Intervieweur : C'était pour faire quoi, ça ?

Ça fait sauter les mines et puis ça fait pas de dommages à la voiture.

Intervieweur : Donc ça permettait aux soldats d'avancer.

Puis il y en a un qu'ils appelaient le Crocodile.

Intervieweur : OK, puis ça, c'est quoi un Crocodile ?

Le même tank, le même blindé mais équipé pour le feu. C'est eux autres qui ont eu le plus de succès à vider les blockhaus parce qu'ils envoyaient 2-3 coups sans l'allumer. Et puis là il y avait du gaz de bâti dans, puis là, quand ils envoyaient le 5e.

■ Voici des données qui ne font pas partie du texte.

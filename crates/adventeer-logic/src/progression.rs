//! Experience points and levels.
//!
//! Level `L` is reached at `5 * L²` XP, so `level = floor(sqrt(xp / 5))`.
//! Everything is computed in integers to avoid float rounding at exact
//! level boundaries.

use serde::{Deserialize, Serialize};

use crate::constants::progress::XP_FACTOR;

/// Level reached with `xp` experience points.
pub fn level_for_xp(xp: u64) -> u32 {
    let target = xp / XP_FACTOR;
    // Float estimate, then correct by at most a step either way.
    let mut level = (target as f64).sqrt() as u64;
    while level * level > target {
        level -= 1;
    }
    while (level + 1) * (level + 1) <= target {
        level += 1;
    }
    level.min(u32::MAX as u64) as u32
}

/// Total XP needed to reach `level`.
pub fn xp_for_level(level: u32) -> u64 {
    let level = level as u64;
    XP_FACTOR.saturating_mul(level * level)
}

/// XP between `level` and the next one.
pub fn xp_to_next_level(level: u32) -> u64 {
    xp_for_level(level.saturating_add(1)) - xp_for_level(level)
}

/// Snapshot of a user's progress, as shown in the map's level badge.
#[derive(Debug, Clone, Copy, PartialEq, Serialize, Deserialize)]
pub struct LevelProgress {
    pub xp: u64,
    pub level: u32,
    /// XP still needed to reach the next level.
    pub remaining: u64,
    /// Fraction of the current level completed, in `[0, 1)`.
    pub fraction: f64,
}

impl LevelProgress {
    pub fn from_xp(xp: u64) -> Self {
        let level = level_for_xp(xp);
        let floor = xp_for_level(level);
        let span = xp_to_next_level(level);
        let earned = xp - floor;
        Self {
            xp,
            level,
            remaining: span.saturating_sub(earned),
            fraction: if span == 0 {
                0.0
            } else {
                earned as f64 / span as f64
            },
        }
    }
}

#[cfg(test)]
mod tests {
    use super::*;

    #[test]
    fn level_thresholds() {
        assert_eq!(level_for_xp(0), 0);
        assert_eq!(level_for_xp(4), 0);
        assert_eq!(level_for_xp(5), 1);
        assert_eq!(level_for_xp(19), 1);
        assert_eq!(level_for_xp(20), 2);
        assert_eq!(level_for_xp(125), 5);
        assert_eq!(level_for_xp(124), 4);
    }

    #[test]
    fn level_round_trips_at_boundaries() {
        for level in [1u32, 2, 3, 10, 99, 1000, 65_535] {
            let xp = xp_for_level(level);
            assert_eq!(level_for_xp(xp), level);
            assert_eq!(level_for_xp(xp - 1), level - 1);
        }
    }

    #[test]
    fn huge_xp_does_not_overflow() {
        let level = level_for_xp(u64::MAX);
        assert!(level > 1_000_000_000);
    }

    #[test]
    fn next_level_cost_is_odd_multiple_of_five() {
        assert_eq!(xp_to_next_level(0), 5);
        assert_eq!(xp_to_next_level(1), 15);
        assert_eq!(xp_to_next_level(4), 45);
    }

    #[test]
    fn progress_snapshot() {
        let p = LevelProgress::from_xp(30);
        assert_eq!(p.level, 2);
        assert_eq!(p.remaining, 15);
        assert!((p.fraction - 10.0 / 25.0).abs() < 1e-12);

        let start = LevelProgress::from_xp(0);
        assert_eq!(start.level, 0);
        assert_eq!(start.remaining, 5);
        assert_eq!(start.fraction, 0.0);
    }
}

Intervieweur : Il y avait du feu au bout?

Ça prend tout l'oxygène et les humains crèvent. Les humains se faisaient asphyxier.

Intervieweur : Donc le Crocodile, c'était ?

Un blindé qui peut garrocher, qui peut lancer du feu.

Intervieweur : Et puis c'était une arme efficace contre les blockhaus ?

Ah oui, c'était assez dangereux parce que c'est pas mal explosif ce matériel-là. C'était comme des bidons qui étaient attachés en arrière du tank et puis il y avait 8 pouces d'épais de fonte par-dessus.